Extracted information START
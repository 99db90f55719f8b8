use crate::backend::{Backend, bounded};
use crate::config::ScreenshotConfig;
use std::path::PathBuf;
use std::time::Duration;
use tracing::{info, warn};

/// Best-effort screenshot capture keyed by a tag such as `submit-failed`.
#[derive(Debug)]
pub struct SnapshotRecorder {
    config: ScreenshotConfig,
    taken: Vec<String>,
}

impl SnapshotRecorder {
    pub fn new(config: ScreenshotConfig) -> Self {
        Self {
            config,
            taken: Vec::new(),
        }
    }

    fn path_for(&self, tag: &str) -> PathBuf {
        self.config.dir.join(format!("{}.png", tag))
    }

    /// Tags captured so far, in order. A tag is recorded even when the
    /// screenshot itself could not be written.
    pub fn tags(&self) -> &[String] {
        &self.taken
    }

    pub fn reset(&mut self) {
        self.taken.clear();
    }

    /// Capture `<dir>/<tag>.png`. Never fails; returns the written path.
    pub async fn capture<B: Backend + ?Sized>(
        &mut self,
        backend: &mut B,
        tag: &str,
        timeout: Duration,
    ) -> Option<PathBuf> {
        self.taken.push(tag.to_string());

        if !self.config.enabled {
            return None;
        }

        let path = self.path_for(tag);
        if let Err(e) = tokio::fs::create_dir_all(&self.config.dir).await {
            warn!(
                "Failed to create screenshot dir {}: {}",
                self.config.dir.display(),
                e
            );
            return None;
        }

        let result = bounded(
            "take_screenshot",
            timeout,
            backend.take_screenshot(self.config.full_page, &path),
        )
        .await;
        match result {
            Ok(()) => {
                info!("Screenshot saved: {}", path.display());
                Some(path)
            }
            Err(e) => {
                warn!("Failed to take screenshot '{}': {}", tag, e);
                None
            }
        }
    }
}
use clap::Parser as ClapParser;
use portico_engine::config::LoginConfig;
use portico_engine::workflow::WorkflowRunner;
use portico_h::backend::HeadlessBackend;
use std::process::ExitCode;
use tracing_subscriber::EnvFilter;

#[derive(ClapParser, Debug)]
#[command(author, version, about = "Run the login workflow in a local Chromium", long_about = None)]
struct Args {
    /// Login page URL
    #[arg(long)]
    url: Option<String>,

    #[arg(long)]
    username: Option<String>,

    #[arg(long, env = "PORTICO_PASSWORD", hide_env_values = true)]
    password: Option<String>,

    /// Launch browser in visible mode (not headless)
    #[arg(long)]
    visible: bool,
}

#[tokio::main]
async fn main() -> ExitCode {
    tracing_subscriber::fmt()
        .with_env_filter(
            EnvFilter::try_from_default_env().unwrap_or_else(|_| EnvFilter::new("info")),
        )
        .with_writer(std::io::stderr)
        .init();

    let args = Args::parse();
    let mut config = LoginConfig::default();
    if let Some(url) = args.url {
        config.target_url = url;
    }
    if let Some(username) = args.username {
        config.username = username;
    }
    if let Some(password) = args.password {
        config.password = password;
    }
    config.headless = !args.visible;

    let mut runner = WorkflowRunner::new(HeadlessBackend::new(), config);
    let outcome = runner.run().await;
    runner.cleanup().await;

    match outcome {
        Ok(result) if result.success => {
            println!("Login succeeded");
            ExitCode::SUCCESS
        }
        Ok(result) => {
            println!(
                "Login failed: {}",
                result.error.as_deref().unwrap_or("unknown error")
            );
            ExitCode::FAILURE
        }
        Err(e) => {
            eprintln!("Workflow error: {}", e);
            ExitCode::FAILURE
        }
    }
}
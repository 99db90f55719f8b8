use super::schema::LoginConfig;
use std::path::{Path, PathBuf};
use thiserror::Error;

#[derive(Debug, Error)]
pub enum ConfigError {
    #[error("Failed to read config file: {0}")]
    Io(#[from] std::io::Error),
    #[error("Failed to parse config file: {0}")]
    Parse(#[from] serde_yaml::Error),
    #[error("Invalid configuration: {0}")]
    Invalid(String),
}

pub struct ConfigLoader;

impl ConfigLoader {
    /// Load from default locations:
    /// 1. ./portico.yaml
    /// 2. ~/.portico/config.yaml
    /// 3. Default configuration
    pub async fn load_default() -> Result<LoginConfig, ConfigError> {
        let local_config = PathBuf::from("./portico.yaml");
        if local_config.exists() {
            return Self::load_from(&local_config).await;
        }

        if let Some(home) = dirs::home_dir() {
            let home_config = home.join(".portico").join("config.yaml");
            if home_config.exists() {
                return Self::load_from(&home_config).await;
            }
        }

        Ok(LoginConfig::default())
    }

    pub async fn load_from(path: &Path) -> Result<LoginConfig, ConfigError> {
        tracing::debug!("Loading config from {}", path.display());
        let content = tokio::fs::read_to_string(path).await?;
        Self::parse(&content)
    }

    pub fn parse(content: &str) -> Result<LoginConfig, ConfigError> {
        // An empty file is a valid "all defaults" config.
        if content.trim().is_empty() {
            return Ok(LoginConfig::default());
        }
        let config: LoginConfig = serde_yaml::from_str(content)?;
        Ok(config)
    }
}

/// Upper bound for any single timeout (one day).
pub const MAX_TIMEOUT_MS: u64 = 24 * 60 * 60 * 1000;

/// Reject configurations the workflow cannot possibly run with.
pub fn validate(config: &LoginConfig) -> Result<(), ConfigError> {
    url::Url::parse(&config.target_url).map_err(|e| {
        ConfigError::Invalid(format!("target_url '{}': {}", config.target_url, e))
    })?;

    let selectors = &config.selectors;
    for (name, group) in [
        ("username", &selectors.username),
        ("password", &selectors.password),
        ("login_button", &selectors.login_button),
    ] {
        if group.is_empty() {
            return Err(ConfigError::Invalid(format!(
                "selector group '{}' has no candidates",
                name
            )));
        }
    }

    if let Some((name, _)) = config.timeouts.all().iter().find(|(_, ms)| *ms == 0) {
        return Err(ConfigError::Invalid(format!("timeout '{}' must be > 0", name)));
    }
    if let Some((name, _)) = config
        .timeouts
        .all()
        .iter()
        .find(|(_, ms)| *ms > MAX_TIMEOUT_MS)
    {
        return Err(ConfigError::Invalid(format!(
            "timeout '{}' must be at most {}ms",
            name, MAX_TIMEOUT_MS
        )));
    }

    Ok(())
}
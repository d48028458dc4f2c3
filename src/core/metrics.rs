//! Writer metrics for observability
//!
//! Counters describing what a writer has accepted, delivered and lost,
//! so that sink failures and misuse are visible instead of silent.

use std::sync::atomic::{AtomicU64, Ordering};

/// Metrics for one [`AsyncStringWriter`](super::AsyncStringWriter)
///
/// # Example
///
/// ```
/// use line_batch_writer::WriterMetrics;
///
/// let metrics = WriterMetrics::new();
/// metrics.record_enqueued();
/// metrics.record_batch_written(1);
///
/// assert_eq!(metrics.lines_enqueued(), 1);
/// assert_eq!(metrics.lines_written(), 1);
/// assert_eq!(metrics.batches_written(), 1);
/// ```
#[derive(Debug)]
pub struct WriterMetrics {
    /// Lines accepted by `enqueue`
    lines_enqueued: AtomicU64,

    /// Lines contained in batches the sink accepted
    lines_written: AtomicU64,

    batches_written: AtomicU64,

    /// Sink calls that returned an error or panicked
    sink_failures: AtomicU64,

    /// Sink calls repeated under a retry policy
    sink_retries: AtomicU64,

    /// Lines contained in batches that were finally discarded
    lines_dropped: AtomicU64,

    /// `enqueue` calls refused because the writer had stopped
    rejected_enqueues: AtomicU64,
}

impl WriterMetrics {
    pub const fn new() -> Self {
        Self {
            lines_enqueued: AtomicU64::new(0),
            lines_written: AtomicU64::new(0),
            batches_written: AtomicU64::new(0),
            sink_failures: AtomicU64::new(0),
            sink_retries: AtomicU64::new(0),
            lines_dropped: AtomicU64::new(0),
            rejected_enqueues: AtomicU64::new(0),
        }
    }

    #[inline]
    pub fn lines_enqueued(&self) -> u64 {
        self.lines_enqueued.load(Ordering::Relaxed)
    }

    #[inline]
    pub fn lines_written(&self) -> u64 {
        self.lines_written.load(Ordering::Relaxed)
    }

    #[inline]
    pub fn batches_written(&self) -> u64 {
        self.batches_written.load(Ordering::Relaxed)
    }

    #[inline]
    pub fn sink_failures(&self) -> u64 {
        self.sink_failures.load(Ordering::Relaxed)
    }

    #[inline]
    pub fn sink_retries(&self) -> u64 {
        self.sink_retries.load(Ordering::Relaxed)
    }

    #[inline]
    pub fn lines_dropped(&self) -> u64 {
        self.lines_dropped.load(Ordering::Relaxed)
    }

    #[inline]
    pub fn rejected_enqueues(&self) -> u64 {
        self.rejected_enqueues.load(Ordering::Relaxed)
    }

    #[inline]
    pub fn record_enqueued(&self) -> u64 {
        self.lines_enqueued.fetch_add(1, Ordering::Relaxed)
    }

    /// Record a batch of `lines` lines accepted by the sink
    #[inline]
    pub fn record_batch_written(&self, lines: u64) {
        self.batches_written.fetch_add(1, Ordering::Relaxed);
        self.lines_written.fetch_add(lines, Ordering::Relaxed);
    }

    #[inline]
    pub fn record_sink_failure(&self) -> u64 {
        self.sink_failures.fetch_add(1, Ordering::Relaxed)
    }

    #[inline]
    pub fn record_retry(&self) -> u64 {
        self.sink_retries.fetch_add(1, Ordering::Relaxed)
    }

    /// Record a discarded batch of `lines` lines
    #[inline]
    pub fn record_dropped(&self, lines: u64) -> u64 {
        self.lines_dropped.fetch_add(lines, Ordering::Relaxed)
    }

    #[inline]
    pub fn record_rejected(&self) -> u64 {
        self.rejected_enqueues.fetch_add(1, Ordering::Relaxed)
    }

    /// Percentage (0.0 - 100.0) of delivered-or-dropped lines that were dropped
    ///
    /// Returns 0.0 if nothing has been processed yet.
    pub fn drop_rate(&self) -> f64 {
        let dropped = self.lines_dropped() as f64;
        let total = self.lines_written() as f64 + dropped;
        if total == 0.0 {
            0.0
        } else {
            (dropped / total) * 100.0
        }
    }

    pub fn reset(&self) {
        self.lines_enqueued.store(0, Ordering::Relaxed);
        self.lines_written.store(0, Ordering::Relaxed);
        self.batches_written.store(0, Ordering::Relaxed);
        self.sink_failures.store(0, Ordering::Relaxed);
        self.sink_retries.store(0, Ordering::Relaxed);
        self.lines_dropped.store(0, Ordering::Relaxed);
        self.rejected_enqueues.store(0, Ordering::Relaxed);
    }
}

impl Default for WriterMetrics {
    fn default() -> Self {
        Self::new()
    }
}

impl Clone for WriterMetrics {
    /// Snapshot of the current counter values
    fn clone(&self) -> Self {
        Self {
            lines_enqueued: AtomicU64::new(self.lines_enqueued()),
            lines_written: AtomicU64::new(self.lines_written()),
            batches_written: AtomicU64::new(self.batches_written()),
            sink_failures: AtomicU64::new(self.sink_failures()),
            sink_retries: AtomicU64::new(self.sink_retries()),
            lines_dropped: AtomicU64::new(self.lines_dropped()),
            rejected_enqueues: AtomicU64::new(self.rejected_enqueues()),
        }
    }
}

#[cfg(test)]
mod tests {
    use super::*;

    #[test]
    fn test_metrics_new() {
        let metrics = WriterMetrics::new();
        assert_eq!(metrics.lines_enqueued(), 0);
        assert_eq!(metrics.lines_written(), 0);
        assert_eq!(metrics.batches_written(), 0);
        assert_eq!(metrics.sink_failures(), 0);
        assert_eq!(metrics.lines_dropped(), 0);
        assert_eq!(metrics.rejected_enqueues(), 0);
    }

    #[test]
    fn test_batch_written_counts_lines() {
        let metrics = WriterMetrics::new();
        metrics.record_batch_written(3);
        metrics.record_batch_written(2);
        assert_eq!(metrics.batches_written(), 2);
        assert_eq!(metrics.lines_written(), 5);
    }

    #[test]
    fn test_drop_rate() {
        let metrics = WriterMetrics::new();
        assert_eq!(metrics.drop_rate(), 0.0);

        metrics.record_batch_written(90);
        metrics.record_dropped(10);

        let rate = metrics.drop_rate();
        assert!((9.9..=10.1).contains(&rate), "Drop rate was {}", rate);
    }

    #[test]
    fn test_reset_and_snapshot() {
        let metrics = WriterMetrics::new();
        metrics.record_enqueued();
        metrics.record_rejected();

        let snapshot = metrics.clone();
        metrics.reset();

        assert_eq!(metrics.lines_enqueued(), 0);
        assert_eq!(snapshot.lines_enqueued(), 1);
        assert_eq!(snapshot.rejected_enqueues(), 1);
    }
}
//! Process-wide diagnostic message queue
//!
//! A single in-memory buffer for low-level self-logging, independent of any
//! [`AsyncStringWriter`](crate::AsyncStringWriter). Messages are appended
//! under one lock and handed, as one newline-separated string, to an
//! endpoint installed by the application. Nothing is buffered while the
//! level is [`DiagnosticLevel::None`].
//!
//! ```
//! use line_batch_writer::diagnostics::{self, DiagnosticLevel};
//! use std::sync::{Arc, Mutex};
//!
//! let captured = Arc::new(Mutex::new(String::new()));
//! let sink = Arc::clone(&captured);
//! diagnostics::init(DiagnosticLevel::Call, move |text| {
//!     sink.lock().unwrap().push_str(text);
//!     true
//! });
//!
//! diagnostics::log("opening cache", DiagnosticLevel::Call);
//! assert!(captured.lock().unwrap().contains("opening cache"));
//!
//! diagnostics::shutdown();
//! ```

use parking_lot::{const_mutex, Mutex};
use serde::{Deserialize, Serialize};
use std::fmt;

/// How eagerly buffered messages are pushed to the endpoint.
///
/// A message logged at level `L` triggers a flush when `L` is at or above
/// the configured level.
#[derive(Debug, Clone, Copy, PartialEq, Eq, PartialOrd, Ord, Hash, Serialize, Deserialize, Default)]
pub enum DiagnosticLevel {
    /// Nothing is queued
    #[default]
    None = 0,
    /// Flush when an error is logged
    Exception = 1,
    /// Flush on every message
    Call = 2,
    /// Flush when a method-level checkpoint is logged
    Method = 3,
    /// Flush only at final checkpoints
    Final = 4,
}

impl fmt::Display for DiagnosticLevel {
    fn fmt(&self, f: &mut fmt::Formatter<'_>) -> fmt::Result {
        let name = match self {
            DiagnosticLevel::None => "NONE",
            DiagnosticLevel::Exception => "EXCEPTION",
            DiagnosticLevel::Call => "CALL",
            DiagnosticLevel::Method => "METHOD",
            DiagnosticLevel::Final => "FINAL",
        };
        f.write_str(name)
    }
}

/// Receives the buffered text; returns `false` to keep it queued
pub type Endpoint = Box<dyn FnMut(&str) -> bool + Send>;

struct DiagnosticState {
    level: DiagnosticLevel,
    buffer: String,
    endpoint: Option<Endpoint>,
}

static STATE: Mutex<DiagnosticState> = const_mutex(DiagnosticState {
    level: DiagnosticLevel::None,
    buffer: String::new(),
    endpoint: None,
});

/// Install `endpoint` and start listening at `level`
pub fn init<F>(level: DiagnosticLevel, endpoint: F)
where
    F: FnMut(&str) -> bool + Send + 'static,
{
    let mut state = STATE.lock();
    state.level = level;
    state.endpoint = Some(Box::new(endpoint));
}

/// Flush what is queued, then stop listening and drop the endpoint.
///
/// Returns the result of the final flush.
pub fn shutdown() -> bool {
    let mut state = STATE.lock();
    let flushed = flush_locked(&mut state);
    state.level = DiagnosticLevel::None;
    state.endpoint = None;
    state.buffer.clear();
    flushed
}

pub fn set_level(level: DiagnosticLevel) {
    STATE.lock().level = level;
}

pub fn level() -> DiagnosticLevel {
    STATE.lock().level
}

/// Whether messages are being queued at all
pub fn is_listening() -> bool {
    level() != DiagnosticLevel::None
}

pub fn set_endpoint<F>(endpoint: F)
where
    F: FnMut(&str) -> bool + Send + 'static,
{
    STATE.lock().endpoint = Some(Box::new(endpoint));
}

/// Number of bytes waiting for the endpoint
pub fn pending_len() -> usize {
    STATE.lock().buffer.len()
}

/// Queue `message`, flushing if `level` is at or above the configured level.
///
/// The endpoint runs while the queue lock is held; it must not log back
/// into this module.
pub fn log(message: &str, level: DiagnosticLevel) {
    let mut state = STATE.lock();
    if state.level == DiagnosticLevel::None {
        return;
    }

    state.buffer.push_str(message);
    state.buffer.push('\n');

    if level >= state.level {
        flush_locked(&mut state);
    }
}

/// Queue an error and its `source()` chain as one message
pub fn log_error(error: &(dyn std::error::Error + 'static), level: DiagnosticLevel) {
    if !is_listening() {
        return;
    }
    log(&error_chain(error), level);
}

/// Hand the queue to the endpoint.
///
/// Returns `false` if no endpoint is installed or the endpoint reports a
/// failure; the queue is only cleared on success.
pub fn flush() -> bool {
    flush_locked(&mut STATE.lock())
}

fn flush_locked(state: &mut DiagnosticState) -> bool {
    let DiagnosticState { buffer, endpoint, .. } = state;
    let Some(endpoint) = endpoint.as_mut() else {
        return false;
    };

    let success = endpoint(buffer.as_str());
    if success {
        buffer.clear();
    }
    success
}

/// `outer: inner: innermost`
fn error_chain(error: &(dyn std::error::Error + 'static)) -> String {
    let mut text = error.to_string();
    let mut source = error.source();
    while let Some(cause) = source {
        text.push_str(": ");
        text.push_str(&cause.to_string());
        source = cause.source();
    }
    text
}

/// Serializes tests that touch the process-wide state
#[cfg(test)]
pub(crate) static TEST_LOCK: Mutex<()> = const_mutex(());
Extracted information END
A verbatim copy of the listing above, starting from the line with "the process-wide state" and running to its last line, is the only output needed.

/// Serializes tests that touch the process-wide state
#[cfg(test)]
pub(crate) static TEST_LOCK: Mutex<()> = const_mutex(());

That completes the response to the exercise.